The IUDF has highlighted how well-managed urbanisation has the potential to address South Africa’s triple challenges of poverty, inequality and unemployment. The IUDF points out that South Africa is a middle-income country with large-scale unemployment, but our cities and towns have significant ‘transformative potential’. The Minister further highlighted that the importance of coordinated public and private investments, and catalysing private sector investments.
Census results have shown that it is imperative to proactively manage urban development as it is underscored by the urban reality. In 2011, 63% of South Africans resided in urban areas, but, as the NDP forecast, this figure is likely to increase to 70% by 2030, implying that three out of every five people will live in urban areas.
With the vision to create liveable, safe, resource-efficient cities and towns that are socially integrated, economically inclusive and globally competitive where residents actively participate in urban life, the IUDF presents its directive by way of four key imperatives. These are economic, inclusion, spatial transformation and institutional development.
Minister Gigaba’s Budget speech rightfully indicates that cities are the heart of the national economy and hold the potential to drive our economic renewal. South Africa’s eight metros are home to 39% of our population but account for half of all employment (formal and informal) and 57% of the country’s economic output.
How can the revitalisation of township economies, economic infrastructure investments and catalysing private sector investments assist in achieving the IUDF goals?
- South Africa needs partnerships across all sectors to stimulate both informal and high value economic activities in our urban centres.

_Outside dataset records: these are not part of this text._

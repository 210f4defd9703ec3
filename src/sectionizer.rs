//! Sectionizer (SPEC_FULL.md §4.4): groups consecutive wrappers into
//! sections sharing one slicing pattern and one placement.
//!
//! Grounded on `original_source/httomo/runner/platform_section.py`
//! (`sectionize`/`_backpropagate_section_patterns`/`_finalize_patterns`/
//! `_set_method_patterns`), confirmed to use **pre-break** semantics: the
//! method that fails the compatibility/reference check becomes the first
//! member of the *new* section, not the last member of the old one
//! (SPEC_FULL.md §9 Open Questions resolution).

use crate::error::Result;
use crate::pattern::{Pattern, Placement};
use std::collections::HashSet;

/// Everything the sectionizer needs to know about one wrapper in the
/// pipeline, independent of how that wrapper is actually executed.
#[derive(Debug, Clone)]
pub struct MethodDescriptor {
    pub id: usize,
    pub pattern: Pattern,
    pub placement: Placement,
    pub save_result: bool,
    pub is_rotation: bool,
    /// Ids of methods (earlier in the pipeline) whose side output this
    /// method's parameters reference.
    pub references: Vec<usize>,
}

#[derive(Debug, Clone)]
pub struct Section {
    pub pattern: Pattern,
    pub placement: Placement,
    pub method_ids: Vec<usize>,
    pub is_last: bool,
    pub needs_reslice_after: bool,
}

pub struct SectionizeResult {
    pub sections: Vec<Section>,
    pub loader_pattern: Pattern,
    pub loader_needs_initial_reslice: bool,
    /// Method ids whose wrapper must return host-resident data at the end of
    /// its `execute` call (SPEC_FULL.md §4.4 "Return-to-host hints").
    pub return_to_host: HashSet<usize>,
}

pub fn sectionize(loader_pattern: Pattern, methods: &[MethodDescriptor]) -> Result<SectionizeResult> {
    let mut sections: Vec<Vec<usize>> = Vec::new();
    let mut section_patterns: Vec<Pattern> = Vec::new();

    let mut cur_pattern = loader_pattern;
    let mut cur_placement: Option<Placement> = None;
    let mut cur_methods: Vec<usize> = Vec::new();

    let by_id: std::collections::HashMap<usize, &MethodDescriptor> =
        methods.iter().map(|m| (m.id, m)).collect();

    let references_current_section = |m: &MethodDescriptor, cur_methods: &[usize]| {
        m.references.iter().any(|r| cur_methods.contains(r))
    };

    for m in methods {
        let prev_requested_save = cur_methods
            .last()
            .map(|&prev_id| by_id[&prev_id].save_result)
            .unwrap_or(false);

        let should_break = match cur_placement {
            None => false,
            Some(placement) => {
                m.placement != placement
                    || !cur_pattern.compatible_with(m.pattern)
                    || references_current_section(m, &cur_methods)
                    || prev_requested_save
            }
        };

        if should_break {
            sections.push(std::mem::take(&mut cur_methods));
            section_patterns.push(cur_pattern);
            if m.pattern != Pattern::All {
                cur_pattern = m.pattern;
            }
            cur_methods.push(m.id);
            cur_placement = Some(m.placement);
        } else {
            cur_methods.push(m.id);
            cur_placement = Some(m.placement);
            if cur_pattern == Pattern::All && m.pattern != Pattern::All {
                cur_pattern = m.pattern;
            }
        }
    }
    if !cur_methods.is_empty() {
        sections.push(cur_methods);
        section_patterns.push(cur_pattern);
    }

    let placements: Vec<Placement> = sections
        .iter()
        .map(|ids| by_id[&ids[0]].placement)
        .collect();

    // Back-propagate: any section still at `all` inherits the next section's
    // pattern; if every section is `all`, default to projection.
    let mut last_pattern = Pattern::All;
    for pattern in section_patterns.iter_mut().rev() {
        if *pattern == Pattern::All {
            *pattern = last_pattern;
        }
        last_pattern = *pattern;
    }

    let mut loader_pattern = loader_pattern;
    let mut loader_needs_initial_reslice = false;
    if !section_patterns.is_empty() {
        if loader_pattern == Pattern::All {
            loader_pattern = last_pattern;
        } else if loader_pattern != last_pattern {
            loader_needs_initial_reslice = true;
        }
    }

    if !section_patterns.is_empty() && section_patterns[0] == Pattern::All {
        tracing::warn!("all pipeline sections support all patterns: choosing projection");
        for pattern in section_patterns.iter_mut() {
            *pattern = Pattern::Projection;
        }
        loader_pattern = Pattern::Projection;
    }

    let n = sections.len();
    let mut built_sections: Vec<Section> = sections
        .into_iter()
        .zip(section_patterns.iter().copied())
        .zip(placements.iter().copied())
        .enumerate()
        .map(|(i, ((method_ids, pattern), placement))| Section {
            pattern,
            placement,
            method_ids,
            is_last: i + 1 == n,
            needs_reslice_after: false,
        })
        .collect();

    for i in 0..built_sections.len().saturating_sub(1) {
        if built_sections[i].pattern != built_sections[i + 1].pattern {
            built_sections[i].needs_reslice_after = true;
        }
    }

    let mut return_to_host: HashSet<usize> = HashSet::new();
    for (i, section) in built_sections.iter().enumerate() {
        if let Some(&last_id) = section.method_ids.last() {
            return_to_host.insert(last_id);
        }
        if let Some(next_section) = built_sections.get(i + 1) {
            for (k, &method_id) in section.method_ids.iter().enumerate() {
                if k == 0 {
                    continue;
                }
                let m = by_id[&method_id];
                if m.is_rotation {
                    let prev_id = section.method_ids[k - 1];
                    let prev_placement = by_id[&prev_id].placement;
                    let next_placement = next_section
                        .method_ids
                        .first()
                        .map(|id| by_id[id].placement)
                        .unwrap_or(prev_placement);
                    if prev_placement != next_placement {
                        return_to_host.insert(prev_id);
                    }
                }
            }
        }
    }

    Ok(SectionizeResult {
        sections: built_sections,
        loader_pattern,
        loader_needs_initial_reslice,
        return_to_host,
    })
}

#[cfg(test)]
mod tests {
    use super::*;

    fn m(id: usize, pattern: Pattern, placement: Placement) -> MethodDescriptor {
        MethodDescriptor {
            id,
            pattern,
            placement,
            save_result: false,
            is_rotation: false,
            references: vec![],
        }
    }

    #[test]
    fn pattern_change_starts_a_new_section_pre_break() {
        let methods = vec![
            m(0, Pattern::Projection, Placement::Device),
            m(1, Pattern::Projection, Placement::Device),
            m(2, Pattern::Sinogram, Placement::Device),
        ];
        let result = sectionize(Pattern::Projection, &methods).unwrap();
        assert_eq!(result.sections.len(), 2);
        assert_eq!(result.sections[0].method_ids, vec![0, 1]);
        assert_eq!(result.sections[1].method_ids, vec![2]);
        assert!(result.sections[0].needs_reslice_after);
    }

    #[test]
    fn placement_change_starts_a_new_section() {
        let methods = vec![
            m(0, Pattern::Projection, Placement::Device),
            m(1, Pattern::Projection, Placement::Host),
        ];
        let result = sectionize(Pattern::Projection, &methods).unwrap();
        assert_eq!(result.sections.len(), 2);
    }

    #[test]
    fn a_save_result_request_starts_a_new_section_at_the_next_method() {
        let mut first = m(0, Pattern::Projection, Placement::Device);
        first.save_result = true;
        let methods = vec![
            first,
            m(1, Pattern::Projection, Placement::Device),
            m(2, Pattern::Projection, Placement::Device),
        ];
        let result = sectionize(Pattern::Projection, &methods).unwrap();
        assert_eq!(result.sections.len(), 2);
        assert_eq!(result.sections[0].method_ids, vec![0]);
        assert_eq!(result.sections[1].method_ids, vec![1, 2]);
    }

    #[test]
    fn side_output_reference_within_section_breaks_pre_method() {
        let mut second = m(1, Pattern::Projection, Placement::Device);
        second.references = vec![0];
        let methods = vec![m(0, Pattern::Projection, Placement::Device), second];
        let result = sectionize(Pattern::Projection, &methods).unwrap();
        assert_eq!(result.sections.len(), 2);
        assert_eq!(result.sections[1].method_ids, vec![1]);
    }

    #[test]
    fn scenario_4_all_patterns_finalize_to_projection_with_one_section() {
        let methods = vec![
            m(0, Pattern::All, Placement::Device),
            m(1, Pattern::All, Placement::Device),
        ];
        let result = sectionize(Pattern::All, &methods).unwrap();
        assert_eq!(result.sections.len(), 1);
        assert_eq!(result.sections[0].pattern, Pattern::Projection);
        assert_eq!(result.loader_pattern, Pattern::Projection);
    }

    #[test]
    fn loader_pattern_mismatch_requests_initial_reslice() {
        let methods = vec![m(0, Pattern::Sinogram, Placement::Device)];
        let result = sectionize(Pattern::Projection, &methods).unwrap();
        assert!(result.loader_needs_initial_reslice);
    }

    #[test]
    fn last_method_of_every_section_returns_host_resident_data() {
        let methods = vec![
            m(0, Pattern::Projection, Placement::Device),
            m(1, Pattern::Sinogram, Placement::Device),
        ];
        let result = sectionize(Pattern::Projection, &methods).unwrap();
        assert!(result.return_to_host.contains(&0));
        assert!(result.return_to_host.contains(&1));
    }
}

These investments need to be targeted according to the reality that different cities and towns face their own unique spatial and industrial configurations. Through sustainable economic interventions, we can challenge economic decline, marginalisation of periphery economies, decaying infrastructure and dependencies on single economic sectors.
- Government is also alert to the potential of our intermediate cities, that are smaller than the metros, but still significant urban centres. These cities do not have large economies, but tend to have high population densities and resources that can be better utilised – e.g. in mining, manufacturing and agricultural processing (e.g. Polokwane).
- The better to respond to the urban development challenges they face, one element of the IUDF implementation approach is to target such cities for dedicated programme of support, in order to grow their infrastructure and economic opportunities, and enable more spatially just and well-planned urban environments. The Budget proposes to introduce a new; more flexible grant funding arrangement for these cities over the medium term concretises the intended fiscal framework of support for the IUDF’s Intermediary Cities Programme and this is greatly welcomed by CoGTA.
- Cities will be able to opt to join this new grant, which will require more integrated long-term planning and a greater contribution to infrastructure investment from their own resources.
- Through such interventions, we are tackling spatial injustice and marginalised economies. Progressively, through whole-of government and ‘whole of society’ approaches to implementation of the 9 policy levers of the IUDF, South Africa will be indeed ‘transforming the unequal spatial planning of our cities.